> Assignment
Which lines of the entries below run from the one holding "let account = state.accounts.fetch(id).await?;" to the one holding "let account = into_account(Some(id), body.into_inner())?;", inclusive? Set down exactly those lines and no others.

╭─ Dataset entries

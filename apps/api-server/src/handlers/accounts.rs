//! Account handlers.

use actix_web::{HttpResponse, web};
use uuid::Uuid;

use divulge_core::domain::Account;
use divulge_shared::ApiResponse;
use divulge_shared::dto::{AccountResponse, IdResponse, SaveAccountRequest};

use super::parse_id;
use crate::middleware::error::{AppError, AppResult};
use crate::state::AppState;

/// POST /api/accounts
pub async fn create(
    state: web::Data<AppState>,
    body: web::Json<SaveAccountRequest>,
) -> AppResult<HttpResponse> {
    let account = into_account(None, body.into_inner())?;
    let id = state.accounts.save(account).await?;

    Ok(HttpResponse::Created().json(ApiResponse::ok(IdResponse { id })))
}

/// GET /api/accounts
pub async fn list(state: web::Data<AppState>) -> AppResult<HttpResponse> {
    let accounts = state
        .accounts
        .list()
        .await?
        .into_iter()
        .map(to_response)
        .collect::<AppResult<Vec<_>>>()?;

    Ok(HttpResponse::Ok().json(ApiResponse::ok(accounts)))
}

/// GET /api/accounts/{id}
pub async fn fetch(
    state: web::Data<AppState>,
    path: web::Path<String>,
) -> AppResult<HttpResponse> {
    let id = parse_id(&path, "id")?;
    let account = state.accounts.fetch(id).await?;

    Ok(HttpResponse::Ok().json(ApiResponse::ok(to_response(account)?)))
}

/// PUT /api/accounts/{id}
pub async fn update(
    state: web::Data<AppState>,
    path: web::Path<String>,
    body: web::Json<SaveAccountRequest>,
) -> AppResult<HttpResponse> {
    let id = parse_id(&path, "id")?;
    let account = into_account(Some(id), body.into_inner())?;
    let id = state.accounts.save(account).await?;

    Ok(HttpResponse::Ok().json(ApiResponse::ok(IdResponse { id })))
}

/// DELETE /api/accounts/{id}
pub async fn remove(
    state: web::Data<AppState>,
    path: web::Path<String>,
) -> AppResult<HttpResponse> {
    let id = parse_id(&path, "id")?;
    state.accounts.remove(id).await?;

    Ok(HttpResponse::NoContent().finish())
}

fn into_account(id: Option<Uuid>, req: SaveAccountRequest) -> AppResult<Account> {
    let mut errors = Vec::new();
    if req.name.trim().is_empty() {
        errors.push("name is required".to_string());
    }
    if req.owner_id.is_nil() {
        errors.push("ownerId is required".to_string());
    }
    if !errors.is_empty() {
        return Err(AppError::Validation(errors));
    }

    let mut account = Account::new(req.owner_id, req.name.trim());
    account.id = id;
    Ok(account)
}

fn to_response(account: Account) -> AppResult<AccountResponse> {
    let id = account
        .id
        .ok_or_else(|| AppError::Internal("stored account has no id".to_string()))?;

    Ok(AccountResponse {
        id,
        owner_id: account.owner_id,
        name: account.name,
        created_at: account.created_at,
        updated_at: account.updated_at,
    })
}
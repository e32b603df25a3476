//! Post entity for SeaORM.

use sea_orm::Set;
use sea_orm::entity::prelude::*;

#[derive(Clone, Debug, PartialEq, Eq, DeriveEntityModel)]
#[sea_orm(table_name = "posts")]
pub struct Model {
    #[sea_orm(primary_key, auto_increment = false)]
    pub id: Uuid,
    pub account_id: Uuid,
    pub author_id: Uuid,
    pub title: String,
    #[sea_orm(column_type = "Text")]
    pub summary: String,
    pub content_path: String,
    pub created_at: DateTimeWithTimeZone,
    pub updated_at: DateTimeWithTimeZone,
    pub published_at: Option<DateTimeWithTimeZone>,
}

#[derive(Copy, Clone, Debug, EnumIter, DeriveRelation)]
pub enum Relation {
    #[sea_orm(
        belongs_to = "super::account::Entity",
        from = "Column::AccountId",
        to = "super::account::Column::Id",
        on_update = "Cascade",
        on_delete = "Restrict"
    )]
    Account,
    #[sea_orm(
        belongs_to = "super::user::Entity",
        from = "Column::AuthorId",
        to = "super::user::Column::Id",
        on_update = "Cascade",
        on_delete = "Restrict"
    )]
    Author,
}

impl Related<super::account::Entity> for Entity {
    fn to() -> RelationDef {
        Relation::Account.def()
    }
}

impl Related<super::user::Entity> for Entity {
    fn to() -> RelationDef {
        Relation::Author.def()
    }
}

impl ActiveModelBehavior for ActiveModel {}

/// Conversion from SeaORM Model to Domain Post. Content is left empty.
impl From<Model> for divulge_core::domain::Post {
    fn from(model: Model) -> Self {
        Self {
            id: Some(model.id),
            account_id: model.account_id,
            author_id: model.author_id,
            title: model.title,
            summary: model.summary,
            content_path: Some(model.content_path),
            content: String::new(),
            created_at: model.created_at.into(),
            updated_at: model.updated_at.into(),
            published_at: model.published_at.map(Into::into),
        }
    }
}

impl ActiveModel {
    /// Build the row for a newly created post. New posts are always drafts.
    pub fn for_insert(
        id: Uuid,
        post: divulge_core::domain::Post,
        content_path: String,
        now: DateTimeWithTimeZone,
    ) -> Self {
        Self {
            id: Set(id),
            account_id: Set(post.account_id),
            author_id: Set(post.author_id),
            title: Set(post.title),
            summary: Set(post.summary),
            content_path: Set(content_path),
            created_at: Set(now),
            updated_at: Set(now),
            published_at: Set(None),
        }
    }
}
//! Account membership entity for SeaORM - links users to accounts.

use sea_orm::entity::prelude::*;

#[derive(Clone, Debug, PartialEq, Eq, DeriveEntityModel)]
#[sea_orm(table_name = "account_members")]
pub struct Model {
    #[sea_orm(primary_key, auto_increment = false)]
    pub account_id: Uuid,
    #[sea_orm(primary_key, auto_increment = false)]
    pub user_id: Uuid,
}

#[derive(Copy, Clone, Debug, EnumIter, DeriveRelation)]
pub enum Relation {
    #[sea_orm(
        belongs_to = "super::account::Entity",
        from = "Column::AccountId",
        to = "super::account::Column::Id",
        on_update = "Cascade",
        on_delete = "Cascade"
    )]
    Account,
    #[sea_orm(
        belongs_to = "super::user::Entity",
        from = "Column::UserId",
        to = "super::user::Column::Id",
        on_update = "Cascade",
        on_delete = "Cascade"
    )]
    User,
}

impl Related<super::account::Entity> for Entity {
    fn to() -> RelationDef {
        Relation::Account.def()
    }
}

impl Related<super::user::Entity> for Entity {
    fn to() -> RelationDef {
        Relation::User.def()
    }
}

impl ActiveModelBehavior for ActiveModel {}
//! Post handlers - thin plumbing over the post coordinator.

use actix_web::{HttpResponse, web};
use uuid::Uuid;

use divulge_core::domain::Post;
use divulge_shared::ApiResponse;
use divulge_shared::dto::{IdResponse, ListPostsQuery, PostResponse, SavePostRequest};

use super::parse_id;
use crate::middleware::error::{AppError, AppResult};
use crate::state::AppState;

/// POST /api/posts
pub async fn create(
    state: web::Data<AppState>,
    body: web::Json<SavePostRequest>,
) -> AppResult<HttpResponse> {
    let post = into_post(None, body.into_inner());
    let id = state.posts.save(post).await?;

    Ok(HttpResponse::Created().json(ApiResponse::ok(IdResponse { id })))
}

/// PUT /api/posts/{id}
pub async fn update(
    state: web::Data<AppState>,
    path: web::Path<String>,
    body: web::Json<SavePostRequest>,
) -> AppResult<HttpResponse> {
    let id = parse_id(&path, "id")?;
    let post = into_post(Some(id), body.into_inner());
    let id = state.posts.save(post).await?;

    Ok(HttpResponse::Ok().json(ApiResponse::ok(IdResponse { id })))
}

/// GET /api/posts/{id}
pub async fn fetch(
    state: web::Data<AppState>,
    path: web::Path<String>,
) -> AppResult<HttpResponse> {
    let id = parse_id(&path, "id")?;
    let post = state.posts.fetch(id).await?;

    Ok(HttpResponse::Ok().json(ApiResponse::ok(to_response(post, true)?)))
}

/// GET /api/posts?accountId=
pub async fn list_by_account(
    state: web::Data<AppState>,
    query: web::Query<ListPostsQuery>,
) -> AppResult<HttpResponse> {
    let account_id = parse_id(&query.account_id, "accountId")?;
    let posts = state.posts.list_by_account(account_id).await?;

    let posts = posts
        .into_iter()
        .map(|post| to_response(post, false))
        .collect::<AppResult<Vec<_>>>()?;

    Ok(HttpResponse::Ok().json(ApiResponse::ok(posts)))
}

/// POST /api/posts/{id}/publish
pub async fn publish(
    state: web::Data<AppState>,
    path: web::Path<String>,
) -> AppResult<HttpResponse> {
    let id = parse_id(&path, "id")?;
    state.posts.publish(id).await?;

    Ok(HttpResponse::Ok().json(ApiResponse::ok_with_message(
        IdResponse { id },
        "Post published",
    )))
}

/// POST /api/posts/{id}/redact
pub async fn redact(
    state: web::Data<AppState>,
    path: web::Path<String>,
) -> AppResult<HttpResponse> {
    let id = parse_id(&path, "id")?;
    state.posts.redact(id).await?;

    Ok(HttpResponse::Ok().json(ApiResponse::ok_with_message(
        IdResponse { id },
        "Post reverted to draft",
    )))
}

/// DELETE /api/posts/{id}
pub async fn remove(
    state: web::Data<AppState>,
    path: web::Path<String>,
) -> AppResult<HttpResponse> {
    let id = parse_id(&path, "id")?;
    state.posts.remove(id).await?;

    Ok(HttpResponse::NoContent().finish())
}

/// Missing references become nil ids, which post validation rejects.
fn into_post(id: Option<Uuid>, req: SavePostRequest) -> Post {
    let mut post = Post::new(
        req.account_id.unwrap_or_else(Uuid::nil),
        req.author_id.unwrap_or_else(Uuid::nil),
        req.title,
        req.summary,
        req.content,
    );
    post.id = id;
    post
}

fn to_response(post: Post, with_content: bool) -> AppResult<PostResponse> {
    let id = post
        .id
        .ok_or_else(|| AppError::Internal("stored post has no id".to_string()))?;

    Ok(PostResponse {
        id,
        account_id: post.account_id,
        author_id: post.author_id,
        title: post.title,
        summary: post.summary,
        content_path: post.content_path.unwrap_or_default(),
        content: with_content.then_some(post.content),
        created_at: post.created_at,
        updated_at: post.updated_at,
        published_at: post.published_at,
    })
}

╰─

> Answer space
    let account = state.accounts.fetch(id).await?;

    Ok(HttpResponse::Ok().json(ApiResponse::ok(to_response(account)?)))
}

/// PUT /api/accounts/{id}
pub async fn update(
    state: web::Data<AppState>,
    path: web::Path<String>,
    body: web::Json<SaveAccountRequest>,
) -> AppResult<HttpResponse> {
    let id = parse_id(&path, "id")?;
    let account = into_account(Some(id), body.into_inner())?;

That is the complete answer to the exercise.